__EXERCISE OBJECTIVE__
Repeat every entry, word for word, leaving no line out.

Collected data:
╭──
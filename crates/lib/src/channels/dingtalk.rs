//! DingTalk custom robot: text message to the robot webhook.

use crate::channels::http::{check_bot_reply, post_json, settings};
use crate::channels::registry::{ChannelKind, ChannelSender, Payload, SendError};
use async_trait::async_trait;
use serde::Deserialize;
use serde_json::json;

#[derive(Debug, Deserialize)]
struct DingTalkSettings {
    #[serde(alias = "webhookUrl", alias = "webhook_url", alias = "url")]
    webhook: String,
}

pub struct DingTalkSender {
    client: reqwest::Client,
}

impl DingTalkSender {
    pub fn new(client: reqwest::Client) -> Self {
        Self { client }
    }
}

#[async_trait]
impl ChannelSender for DingTalkSender {
    fn kind(&self) -> ChannelKind {
        ChannelKind::DingTalk
    }

    async fn send(&self, settings_value: &serde_json::Value, payload: Payload<'_>) -> Result<(), SendError> {
        let s: DingTalkSettings = settings(settings_value)?;
        let body = json!({
            "msgtype": "text",
            "text": { "content": payload.text() },
        });
        let reply = post_json(&self.client, &s.webhook, &body).await?;
        check_bot_reply(&reply, "errcode", "errmsg")
    }
}
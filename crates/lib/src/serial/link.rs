//! Line I/O on the serial device: the decode loop (module -> router) and the command writer (service -> module).

use crate::routing::MessageRouter;
use crate::serial::command::Command;
use crate::serial::message::DecodedMessage;
use std::io::{ErrorKind, Read, Write};
use std::path::Path;
use std::time::Duration;
use thiserror::Error;
use tokio::io::{
    AsyncBufRead, AsyncBufReadExt, AsyncReadExt, AsyncWrite, AsyncWriteExt, BufReader, DuplexStream,
    ReadHalf, WriteHalf,
};
use tokio::runtime::Handle;
use tokio::sync::mpsc;
use tokio::task::JoinHandle;

const WRITE_QUEUE: usize = 32;

#[derive(Debug, Error)]
pub enum LinkError {
    #[error("serial link closed")]
    Closed,
    #[error("encoding command: {0}")]
    Encode(#[from] serde_json::Error),
}

const READ_TIMEOUT: Duration = Duration::from_millis(500);
const BRIDGE_BUFFER: usize = 16 * 1024;

/// Module output as lines, and the sink for commands.
pub type DeviceReader = BufReader<ReadHalf<DuplexStream>>;
pub type DeviceWriter = WriteHalf<DuplexStream>;

/// Open the tty at `baud_rate`, 8 data bits, 1 stop bit, no parity.
///
/// The port is blocking, so it is driven by two pump threads bridged onto an in-memory
/// duplex; the returned halves behave like any other async stream.
pub async fn open_device(path: &Path, baud_rate: u32) -> std::io::Result<(DeviceReader, DeviceWriter)> {
    let name = path.to_string_lossy().into_owned();
    let port = serialport::new(name, baud_rate)
        .timeout(READ_TIMEOUT)
        .data_bits(serialport::DataBits::Eight)
        .stop_bits(serialport::StopBits::One)
        .parity(serialport::Parity::None)
        .flow_control(serialport::FlowControl::None)
        .open()?;
    let writer = port.try_clone()?;
    Ok(bridge_blocking(port, writer))
}

/// Pump a blocking reader/writer pair through a duplex. Must be called inside a tokio runtime.
///
/// The read pump stops at EOF, on a read error, or once the async side is dropped; a
/// read timeout just means the module was quiet. The write pump stops when the async
/// writer is dropped or the device refuses a write.
pub(crate) fn bridge_blocking<R, W>(mut device_in: R, mut device_out: W) -> (DeviceReader, DeviceWriter)
where
    R: Read + Send + 'static,
    W: Write + Send + 'static,
{
    let (near, far) = tokio::io::duplex(BRIDGE_BUFFER);
    let (near_read, near_write) = tokio::io::split(near);
    let (mut far_read, mut far_write) = tokio::io::split(far);
    let handle = Handle::current();

    let read_handle = handle.clone();
    std::thread::spawn(move || {
        let mut buf = [0u8; 1024];
        loop {
            let n = match device_in.read(&mut buf) {
                Ok(0) => break,
                Ok(n) => n,
                Err(e) if matches!(e.kind(), ErrorKind::TimedOut | ErrorKind::WouldBlock | ErrorKind::Interrupted) => continue,
                Err(e) => {
                    log::error!("serial: read failed: {}", e);
                    break;
                }
            };
            if read_handle.block_on(far_write.write_all(&buf[..n])).is_err() {
                break;
            }
        }
        log::debug!("serial: read pump stopped");
    });

    std::thread::spawn(move || {
        let mut buf = [0u8; 1024];
        loop {
            let n = match handle.block_on(far_read.read(&mut buf)) {
                Ok(0) | Err(_) => break,
                Ok(n) => n,
            };
            if let Err(e) = device_out.write_all(&buf[..n]).and_then(|_| device_out.flush()) {
                log::error!("serial: write to device failed: {}", e);
                break;
            }
        }
        log::debug!("serial: write pump stopped");
    });

    (BufReader::new(near_read), near_write)
}

/// Read lines until EOF, routing each decodable frame. Undecodable lines are logged and skipped.
///
/// Routing is synchronous; handlers hand slow work to background tasks, so the next
/// line is read as soon as the handler returns.
pub async fn run_decode_loop<R>(reader: R, router: &MessageRouter) -> std::io::Result<()>
where
    R: AsyncBufRead + Unpin,
{
    let mut lines = reader.lines();
    while let Some(line) = lines.next_line().await? {
        let trimmed = line.trim();
        if trimmed.is_empty() {
            continue;
        }
        match DecodedMessage::parse(trimmed) {
            Ok(msg) => router.route(msg),
            Err(e) => log::warn!("serial: dropping undecodable frame ({}): {}", e, trimmed),
        }
    }
    log::info!("serial: link reached EOF, decode loop stopped");
    Ok(())
}

/// Cloneable handle that queues commands for the writer task.
#[derive(Clone)]
pub struct CommandWriter {
    tx: mpsc::Sender<String>,
}

impl CommandWriter {
    /// A writer whose lines land in the returned receiver instead of a device (tests, dry runs).
    pub fn channel(capacity: usize) -> (Self, mpsc::Receiver<String>) {
        let (tx, rx) = mpsc::channel(capacity);
        (Self { tx }, rx)
    }

    pub async fn send(&self, command: &Command) -> Result<(), LinkError> {
        let line = command.to_line()?;
        log::debug!("serial: -> {}", line.trim_end());
        self.tx.send(line).await.map_err(|_| LinkError::Closed)
    }
}

/// Spawn the task that drains queued commands into `writer`. The task ends when every
/// [`CommandWriter`] clone is dropped or a write fails.
pub fn spawn_writer<W>(mut writer: W) -> (CommandWriter, JoinHandle<()>)
where
    W: AsyncWrite + Unpin + Send + 'static,
{
    let (commands, mut rx) = CommandWriter::channel(WRITE_QUEUE);
    let handle = tokio::spawn(async move {
        while let Some(line) = rx.recv().await {
            let res = async {
                writer.write_all(line.as_bytes()).await?;
                writer.flush().await
            }
            .await;
            if let Err(e) = res {
                log::error!("serial: write failed, stopping writer: {}", e);
                return;
            }
        }
        log::debug!("serial: command queue closed, writer stopped");
    });
    (commands, handle)
}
╰──
__ANSWER TO THIS TASK__
filename crates/lib/src/channels/dingtalk.rs
//! DingTalk custom robot: text message to the robot webhook.

use crate::channels::http::{check_bot_reply, post_json, settings};
use crate::channels::registry::{ChannelKind, ChannelSender, Payload, SendError};
use async_trait::async_trait;
use serde::Deserialize;
use serde_json::json;

#[derive(Debug, Deserialize)]
struct DingTalkSettings {
    #[serde(alias = "webhookUrl", alias = "webhook_url", alias = "url")]
    webhook: String,
}

pub struct DingTalkSender {
    client: reqwest::Client,
}

impl DingTalkSender {
    pub fn new(client: reqwest::Client) -> Self {
        Self { client }
    }
}

#[async_trait]
impl ChannelSender for DingTalkSender {
    fn kind(&self) -> ChannelKind {
        ChannelKind::DingTalk
    }

    async fn send(&self, settings_value: &serde_json::Value, payload: Payload<'_>) -> Result<(), SendError> {
        let s: DingTalkSettings = settings(settings_value)?;
        let body = json!({
            "msgtype": "text",
            "text": { "content": payload.text() },
        });
        let reply = post_json(&self.client, &s.webhook, &body).await?;
        check_bot_reply(&reply, "errcode", "errmsg")
    }
}
filename crates/lib/src/serial/link.rs
//! Line I/O on the serial device: the decode loop (module -> router) and the command writer (service -> module).

use crate::routing::MessageRouter;
use crate::serial::command::Command;
use crate::serial::message::DecodedMessage;
use std::io::{ErrorKind, Read, Write};
use std::path::Path;
use std::time::Duration;
use thiserror::Error;
use tokio::io::{
    AsyncBufRead, AsyncBufReadExt, AsyncReadExt, AsyncWrite, AsyncWriteExt, BufReader, DuplexStream,
    ReadHalf, WriteHalf,
};
use tokio::runtime::Handle;
use tokio::sync::mpsc;
use tokio::task::JoinHandle;

const WRITE_QUEUE: usize = 32;

#[derive(Debug, Error)]
pub enum LinkError {
    #[error("serial link closed")]
    Closed,
    #[error("encoding command: {0}")]
    Encode(#[from] serde_json::Error),
}

const READ_TIMEOUT: Duration = Duration::from_millis(500);
const BRIDGE_BUFFER: usize = 16 * 1024;

/// Module output as lines, and the sink for commands.
pub type DeviceReader = BufReader<ReadHalf<DuplexStream>>;
pub type DeviceWriter = WriteHalf<DuplexStream>;

/// Open the tty at `baud_rate`, 8 data bits, 1 stop bit, no parity.
///
/// The port is blocking, so it is driven by two pump threads bridged onto an in-memory
/// duplex; the returned halves behave like any other async stream.
pub async fn open_device(path: &Path, baud_rate: u32) -> std::io::Result<(DeviceReader, DeviceWriter)> {
    let name = path.to_string_lossy().into_owned();
    let port = serialport::new(name, baud_rate)
        .timeout(READ_TIMEOUT)
        .data_bits(serialport::DataBits::Eight)
        .stop_bits(serialport::StopBits::One)
        .parity(serialport::Parity::None)
        .flow_control(serialport::FlowControl::None)
        .open()?;
    let writer = port.try_clone()?;
    Ok(bridge_blocking(port, writer))
}

/// Pump a blocking reader/writer pair through a duplex. Must be called inside a tokio runtime.
///
/// The read pump stops at EOF, on a read error, or once the async side is dropped; a
/// read timeout just means the module was quiet. The write pump stops when the async
/// writer is dropped or the device refuses a write.
pub(crate) fn bridge_blocking<R, W>(mut device_in: R, mut device_out: W) -> (DeviceReader, DeviceWriter)
where
    R: Read + Send + 'static,
    W: Write + Send + 'static,
{
    let (near, far) = tokio::io::duplex(BRIDGE_BUFFER);
    let (near_read, near_write) = tokio::io::split(near);
    let (mut far_read, mut far_write) = tokio::io::split(far);
    let handle = Handle::current();

    let read_handle = handle.clone();
    std::thread::spawn(move || {
        let mut buf = [0u8; 1024];
        loop {
            let n = match device_in.read(&mut buf) {
                Ok(0) => break,
                Ok(n) => n,
                Err(e) if matches!(e.kind(), ErrorKind::TimedOut | ErrorKind::WouldBlock | ErrorKind::Interrupted) => continue,
                Err(e) => {
                    log::error!("serial: read failed: {}", e);
                    break;
                }
            };
            if read_handle.block_on(far_write.write_all(&buf[..n])).is_err() {
                break;
            }
        }
        log::debug!("serial: read pump stopped");
    });

    std::thread::spawn(move || {
        let mut buf = [0u8; 1024];
        loop {
            let n = match handle.block_on(far_read.read(&mut buf)) {
                Ok(0) | Err(_) => break,
                Ok(n) => n,
            };
            if let Err(e) = device_out.write_all(&buf[..n]).and_then(|_| device_out.flush()) {
                log::error!("serial: write to device failed: {}", e);
                break;
            }
        }
        log::debug!("serial: write pump stopped");
    });

    (BufReader::new(near_read), near_write)
}

/// Read lines until EOF, routing each decodable frame. Undecodable lines are logged and skipped.
///
/// Routing is synchronous; handlers hand slow work to background tasks, so the next
/// line is read as soon as the handler returns.
pub async fn run_decode_loop<R>(reader: R, router: &MessageRouter) -> std::io::Result<()>
where
    R: AsyncBufRead + Unpin,
{
    let mut lines = reader.lines();
    while let Some(line) = lines.next_line().await? {
        let trimmed = line.trim();
        if trimmed.is_empty() {
            continue;
        }
        match DecodedMessage::parse(trimmed) {
            Ok(msg) => router.route(msg),
            Err(e) => log::warn!("serial: dropping undecodable frame ({}): {}", e, trimmed),
        }
    }
    log::info!("serial: link reached EOF, decode loop stopped");
    Ok(())
}

/// Cloneable handle that queues commands for the writer task.
#[derive(Clone)]
pub struct CommandWriter {
    tx: mpsc::Sender<String>,
}

impl CommandWriter {
    /// A writer whose lines land in the returned receiver instead of a device (tests, dry runs).
    pub fn channel(capacity: usize) -> (Self, mpsc::Receiver<String>) {
        let (tx, rx) = mpsc::channel(capacity);
        (Self { tx }, rx)
    }

    pub async fn send(&self, command: &Command) -> Result<(), LinkError> {
        let line = command.to_line()?;
        log::debug!("serial: -> {}", line.trim_end());
        self.tx.send(line).await.map_err(|_| LinkError::Closed)
    }
}

/// Spawn the task that drains queued commands into `writer`. The task ends when every
/// [`CommandWriter`] clone is dropped or a write fails.
pub fn spawn_writer<W>(mut writer: W) -> (CommandWriter, JoinHandle<()>)
where
    W: AsyncWrite + Unpin + Send + 'static,
{
    let (commands, mut rx) = CommandWriter::channel(WRITE_QUEUE);
    let handle = tokio::spawn(async move {
        while let Some(line) = rx.recv().await {
            let res = async {
                writer.write_all(line.as_bytes()).await?;
                writer.flush().await
            }
            .await;
            if let Err(e) = res {
                log::error!("serial: write failed, stopping writer: {}", e);
                return;
            }
        }
        log::debug!("serial: command queue closed, writer stopped");
    });
    (commands, handle)
}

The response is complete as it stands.